Hi folks, I'm a friend of Lew's (yes he does have several) by the name of, well, let's just call me Lance. My picture (artist's rendering actually) is to the left. I've known Lew for many years and can say that if you look up "Hell of a guy" in any reference book, you'll probably see some mention of him. I'm putting up this web site for him and organizing the first annual event scheduled for September of 2000 called "Lew Aid". In a nutshell, Lew needs money and he needs it now. Lew Aid will be held in Providence RI next September at the New Commodore Hotel overlooking the beautiful Providence River. (date and times to be announced) Admission will be free, but a "donation" of no less than $50.00 will be a more than acceptable amount to actually pass through the door and in to the main activity area. What's there to do you ask? Well, there will be food galore, there will be dealer's tables everywhere, and there will be non-stop videos of Lew's great performances throughout his illustrious career in film and television. This will be a big event, one that everyone will be talking about for weeks afterward.

I know your next question, why? Well, why not. This guy needs the dough. He REALLY needs the dough. Here's a small sampling of things that have happened to him over the years, and perhaps you'll understand and come to the damn convention and fork over some do-re-me:

In 1990 he invested $40,000 into the "Let's Bring Back 'Let's Make A Deal'"campaign, hoping to revive that famous game show of the 60's. It fell flat. Then on a return flight from LA in 1991 the starboard engine on his plane caught fire just before landing, and Lew was in the hospital for several days suffering from "extreme nervousness", as the doctors put it. It took him months before he could board a plane again. In late 1991 he tried to become a vocalist, with his goal (for some reason) to sing the national anthem in every sports arena in the nation. He only ever made it to McCoy Stadium in Pawtucket RI, and after being booed off the field before the song was even finished (and narrowly avoiding gunfire from two individuals) he decided to pursue other avenues.
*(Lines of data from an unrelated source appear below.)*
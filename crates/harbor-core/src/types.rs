//! # Domain Types
//!
//! Records the back office reads while settling returns and scoping sessions.
//!
//! ## Type Relationships
//! ```text
//! ┌─────────────────────────────────────────────────────────────────────────┐
//! │                         Domain Types                                    │
//! │                                                                         │
//! │  ┌─────────────────┐   ┌─────────────────┐   ┌─────────────────┐       │
//! │  │    Customer     │◄──│      Sale       │◄──│   SaleReturn    │       │
//! │  │  ─────────────  │   │  ─────────────  │   │  ─────────────  │       │
//! │  │  id (UUID)      │   │  id (UUID)      │   │  id (UUID)      │       │
//! │  │  name           │   │  customer_id ?  │   │  sale_id ?      │       │
//! │  │  email ?        │   │  receipt_number │   │  total_refund   │       │
//! │  └─────────────────┘   │  total_cents    │   │  tax_refund     │       │
//! │                        └────────┬────────┘   └─────────────────┘       │
//! │                                 │                                       │
//! │                        ┌────────▼────────┐   ┌─────────────────┐       │
//! │                        │      Store      │◄──│  StoreMember    │       │
//! │                        │  is_active      │   │  user ↔ store   │       │
//! │                        └─────────────────┘   └─────────────────┘       │
//! │                                                                         │
//! │  ? = nullable. A deleted sale leaves SaleReturn.sale_id empty.         │
//! └─────────────────────────────────────────────────────────────────────────┘
//! ```

use chrono::{DateTime, Utc};
use serde::{Deserialize, Serialize};
use ts_rs::TS;

use crate::money::Money;

// =============================================================================
// Customer
// =============================================================================

/// A customer who may hold store credit.
#[derive(Debug, Clone, PartialEq, Eq, Serialize, Deserialize, TS)]
#[cfg_attr(feature = "sqlx", derive(sqlx::FromRow))]
#[ts(export)]
pub struct Customer {
    pub id: String,
    pub name: String,
    pub email: Option<String>,
    #[ts(as = "String")]
    pub created_at: DateTime<Utc>,
}

// =============================================================================
// Sale
// =============================================================================

/// The original sale a return is raised against.
#[derive(Debug, Clone, PartialEq, Eq, Serialize, Deserialize, TS)]
#[cfg_attr(feature = "sqlx", derive(sqlx::FromRow))]
#[ts(export)]
pub struct Sale {
    pub id: String,
    pub store_id: String,
    /// Walk-in sales have no customer.
    pub customer_id: Option<String>,
    pub receipt_number: String,
    pub total_cents: i64,
    #[ts(as = "String")]
    pub created_at: DateTime<Utc>,
}

impl Sale {
    #[inline]
    pub fn total(&self) -> Money {
        Money::from_cents(self.total_cents)
    }
}

// =============================================================================
// Sale Return
// =============================================================================

/// Merchandise returned against a prior sale.
///
/// `tax_refund_cents` is the tax portion already included in
/// `total_refund_cents`, so `0 <= tax_refund_cents <= total_refund_cents`.
#[derive(Debug, Clone, PartialEq, Eq, Serialize, Deserialize, TS)]
#[cfg_attr(feature = "sqlx", derive(sqlx::FromRow))]
#[ts(export)]
pub struct SaleReturn {
    pub id: String,
    /// Empty once the originating sale has been deleted.
    pub sale_id: Option<String>,
    pub store_id: String,
    pub total_refund_cents: i64,
    pub tax_refund_cents: i64,
    pub reason: Option<String>,
    #[ts(as = "String")]
    pub created_at: DateTime<Utc>,
}

impl SaleReturn {
    #[inline]
    pub fn total_refund(&self) -> Money {
        Money::from_cents(self.total_refund_cents)
    }

    #[inline]
    pub fn tax_refund(&self) -> Money {
        Money::from_cents(self.tax_refund_cents)
    }

    /// Refund amount excluding tax.
    #[inline]
    pub fn net_refund(&self) -> Money {
        self.total_refund() - self.tax_refund()
    }
}

/// A sale return loaded together with its originating sale.
#[derive(Debug, Clone, PartialEq, Eq, Serialize, Deserialize, TS)]
#[ts(export)]
pub struct SaleReturnRecord {
    pub sale_return: SaleReturn,
    pub sale: Option<Sale>,
}

impl SaleReturnRecord {
    /// The customer on the originating sale, if both exist.
    pub fn customer_id(&self) -> Option<&str> {
        self.sale.as_ref().and_then(|s| s.customer_id.as_deref())
    }
}

// =============================================================================
// Store
// =============================================================================

/// A physical or virtual store location.
#[derive(Debug, Clone, PartialEq, Eq, Serialize, Deserialize, TS)]
#[cfg_attr(feature = "sqlx", derive(sqlx::FromRow))]
#[ts(export)]
pub struct Store {
    pub id: String,
    pub name: String,
    /// Short business code shown in the store switcher ("DT-01").
    pub code: String,
    pub is_active: bool,
    #[ts(as = "String")]
    pub created_at: DateTime<Utc>,
}

// =============================================================================
// Unit Tests
// =============================================================================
In 1992 he tried race car driving, and the results were very similar to what you see on the right, only with a four wheeled vehicle traveling about 125 miles per hour.

After three months in the hospital he did what had to be the strangest thing yet. He tried to start a new nationwide craze known as Squirrel Jet Ski Racing. Many people thought he had gone off the deep end with this idea. Lew planned on having this as an addition to casinos and bar rooms, throughout the country where people could bet big money on the outcome of the races. Lew said that he would provide the squirrels, which he planned on personally training himself. Apparently he had a house full of them, and thought this would be a prosperous idea. More like preposterous. It of course never got off the ground.

His last few years have been spent in a place where people with his condition must be kept. The money he made over the years as a "performer" has just about run out. Mr. Pisatori is about ready to throw him out of the home if he doesn't come up with the funds to keep him there, and let me say that, you, Lew, me and the rest of the world are better off if he stays there.

So come forward with some cash, and you can live a happy life filled with joy and religious fulfillment.